Prefeito de Bom Jardim é afastado do cargo após investigações

O prefeito do município de Bom Jardim, Francisco Alves de Araújo, foi afastado do cargo por 120 dias, nesta segunda-feira (21), após investigação. No pedido realizado pelo Ministério Público do Maranhão também foi inclusa a notificação da Câmara de Vereadores de Bom Jardim, para que, no prazo de 72 horas, sejam adotadas as providências para dar posse ao vice-prefeito do Município. O prefeito Francisco Alves de Araújo está sendo investigado por improbidade administrativa.

O prefeito Francisco Araújo e mais três pessoas (Jonathan Davemport de Carvalho, Francisca Alves de Araújo e Antônio Gomes da Silva) responderão ação Civil Pública por ato de Improbidade Administrativa, pois, segundo as investigações, foram desrespeitadas cláusulas do edital de licitação realizado pela Prefeitura de Bom Jardim (relativo ao Pregão Presencial nº 010/2017), para aquisição de medicamentos, insumos hospitalares e materiais laboratoriais e odontológicos, bem como observadas irregularidades em outros aspectos da gestão municipal, a exemplo da prática de nepotismo ou mesmo do uso de cargos públicos para favorecimento de terceiros.

De acordo com as investigações, ficou demonstrado indício de direcionamento no certame, no valor total de R$ 11.056.420,40, que beneficiou as empresas Distrimed Comércio e Representação Ltda e Dimensão Distribuidora de Medicamentos.

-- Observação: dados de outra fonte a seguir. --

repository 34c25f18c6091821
// Copyright (C) 2026 Fred Clausen
// Use of this source code is governed by an MIT-style
// license that can be found in the LICENSE file or at
// https://opensource.org/licenses/MIT.
// Copyright (C) 2026 Fred Clausen
// Use of this source code is governed by an MIT-style
// license that can be found in the LICENSE file or at
// https://opensource.org/licenses/MIT.

use crate::error::DomainError;
use serde::{Deserialize, Serialize};
use std::str::FromStr;

/// Represents the lifecycle state of a bid.
///
/// Explicit lifecycle states govern what operations are permitted.
/// A bid is created parked (`Disabled` or `Ring`), becomes visible to
/// operators when `Open`, is worked in `Progress`, sits with a reviewer
/// in `Review`, and ends in the terminal `Done` state.
#[derive(Debug, Clone, Copy, PartialEq, Eq, Hash, Serialize, Deserialize, Default)]
pub enum BidStatus {
    /// Initial parking state. Not visible to operators.
    #[default]
    Disabled,
    /// Alternate parking state used by the call-center deployment variant.
    /// Opens exactly like `Disabled`.
    Ring,
    /// Visible in the open pool. No manager assigned.
    Open,
    /// Claimed by exactly one operator; inspection in progress.
    Progress,
    /// Submitted material awaiting reviewer decision.
    Review,
    /// Approved and closed. Terminal.
    Done,
}

impl FromStr for BidStatus {
    type Err = DomainError;

    fn from_str(s: &str) -> Result<Self, Self::Err> {
        match s {
            "disabled" => Ok(Self::Disabled),
            "ring" => Ok(Self::Ring),
            "open" => Ok(Self::Open),
            "progress" => Ok(Self::Progress),
            "review" => Ok(Self::Review),
            "done" => Ok(Self::Done),
            _ => Err(DomainError::InvalidStatus(s.to_string())),
        }
    }
}

impl std::fmt::Display for BidStatus {
    fn fmt(&self, f: &mut std::fmt::Formatter<'_>) -> std::fmt::Result {
        write!(f, "{}", self.as_str())
    }
}

impl BidStatus {
    /// Converts this status to its wire/storage representation.
    #[must_use]
    pub const fn as_str(&self) -> &'static str {
        match self {
            Self::Disabled => "disabled",
            Self::Ring => "ring",
            Self::Open => "open",
            Self::Progress => "progress",
            Self::Review => "review",
            Self::Done => "done",
        }
    }

    /// Checks if a transition from this status to another is valid.
    ///
    /// Valid transitions are:
    /// - `Disabled` → `Open` (admin opens)
    /// - `Ring` → `Open` (variant parking state, same rule)
    /// - `Open` → `Progress` (operator claims)
    /// - `Progress` → `Review` (checklist complete, material submitted)
    /// - `Review` → `Done` (reviewer approves)
    /// - `Review` → `Progress` (reviewer requests rework)
    /// - `Progress` → `Open` and `Review` → `Open` (operator declines)
    ///
    /// `Done` is terminal: no transition out of it is ever valid.
    #[must_use]
    pub const fn can_transition_to(&self, target: Self) -> bool {
        matches!(
            (self, target),
            (Self::Disabled | Self::Ring, Self::Open)
                | (Self::Open, Self::Progress)
                | (Self::Progress, Self::Review | Self::Open)
                | (Self::Review, Self::Done | Self::Progress | Self::Open)
        )
    }

    /// Returns whether this is the terminal status.
    #[must_use]
    pub const fn is_terminal(&self) -> bool {
        matches!(self, Self::Done)
    }

    /// Returns whether a bid in this status counts as actively held
    /// by its manager (the statuses that keep an operator "busy").
    #[must_use]
    pub const fn is_held_by_manager(&self) -> bool {
        matches!(self, Self::Progress | Self::Review)
    }

    /// Returns whether an operator may walk away from a bid in this status.
    ///
    /// Declining is permitted from `Progress` and `Review` only.
    #[must_use]
    pub const fn allows_decline(&self) -> bool {
        matches!(self, Self::Progress | Self::Review)
    }
}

Diversas irregularidades foram encontradas no processo licitatório, como: existência de cláusulas abusivas no edital; a recusa em declarar inabilitadas as empresas vencedoras, por não apresentar a documentação; contratação de empresa investigada criminalmente perante a Justiça Federal, por crimes da lei de licitação, a qual estava impedida de celebrar contratos com o poder público; evidente direcionamento da licitação para empresas e empresários amigos (Distrimed e Dimensão), o que foi orientado pelo próprio prefeito, com a anuência dos empresários réus, dos membros da CPL e do pregoeiro.

Além do crime de improbidade, o prefeito também está sendo investigado por nepotismo, pela contratação da sua irmã Francisca Alves de Araújo. Francisca Araújo era a responsável pelos pedidos e controle de entrega de medicamento faltantes no estoque municipal, o que facilitaria a “fábrica de vendas de notas fiscais”.

Outro investigado é Antônio Gomes da Silva, conhecido como Cesarino, que utilizava dos serviços prestados no hospital municipal como meio de favorecimento político, uma vez que ele conseguia direcionar, de forma preferencial, consultas e exames aos seus eleitores; e a contratação irregular, no quadro do funcionalismo municipal.

Já Jonathan Davemport de Carvalho, que, além de não prestar concurso público, se enquadrava como funcionário-fantasma, contratado pelo prefeito.